Арман, которого электрик, сомневаясь в его французском происхождении, считает авантюристом, сегодня отсыпается после смены. Поэтому решетчатую дверь лифта открывает малыш Макс. Из лифта выходит господин с собакой и отправляется на прогулку. Центральная люстра в холле изливает медвяный свет. Плитки пола между половиками начищены до блеска. Ощущение напряженного спокойствия еще больше усиливается, когда Мерк, директор отеля, быстро проходит мимо двери лифта в хозяйственный отсек. Предстоящее событие заставило даже Герду, продавщицу табачного киоска, поднять глаза и глянуть в сторону вестибюля. Фройляйн Герда освобождает от упаковочной пленки блок сигарет. Десять часов. Элкерс отворяет стеклянную дверь двум господам без багажа. «В двенадцать меня ждут на газовом заводе. Мы, надеюсь, закончим к этому времени?»
— Из Кёльна он выехал, как было запланировано.

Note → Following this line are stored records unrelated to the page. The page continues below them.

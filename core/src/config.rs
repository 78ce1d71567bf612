// core/src/config.rs

//! Tunables for the fulfillment components. The binary fills these from the
//! environment; tests and benches build them directly.

use std::time::Duration;

#[derive(Debug, Clone)]
pub struct TransactionConfig {
  /// Budget for one transaction attempt. On expiry the attempt is dropped
  /// and rolled back.
  pub timeout: Duration,
  /// How many extra attempts a transient storage failure earns.
  pub max_transient_retries: u32,
  pub retry_backoff: Duration,
}

impl Default for TransactionConfig {
  fn default() -> Self {
    Self {
      timeout: Duration::from_secs(5),
      max_transient_retries: 1,
      retry_backoff: Duration::from_millis(50),
    }
  }
}

#[derive(Debug, Clone)]
pub struct DocumentConfig {
  /// Invoice and receipt URLs are rendered under this prefix.
  pub base_url: String,
}

impl Default for DocumentConfig {
  fn default() -> Self {
    Self {
      base_url: "https://tickets.local/documents".to_string(),
    }
  }
}

impl DocumentConfig {
  pub fn invoice_url(&self, number: &str) -> String {
    format!("{}/invoices/{}.pdf", self.base_url.trim_end_matches('/'), number)
  }

  pub fn receipt_url(&self, number: &str) -> String {
    format!("{}/receipts/{}.pdf", self.base_url.trim_end_matches('/'), number)
  }
}

#[derive(Debug, Clone, Default)]
pub struct FulfillmentConfig {
  pub transaction: TransactionConfig,
  pub documents: DocumentConfig,
}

Сюда поезд прибывает в 10:12.
— Почему встречу не устроили на вокзале?
— В такой-то давке?
— Луп, научный ассистент из Архива Линдемана{89}, хотел непременно поприветствовать их на перроне.
— Чтобы самому покрасоваться.
— Да, но посещение архива предусмотрено в программе…
Не прерывая разговора, господа (оба — плотного телосложения, в деловых костюмах и при галстуках) подходят к табачному киоску, и фройляйн Герда подает тому из них, кто потолще, пачку zigarillos[17].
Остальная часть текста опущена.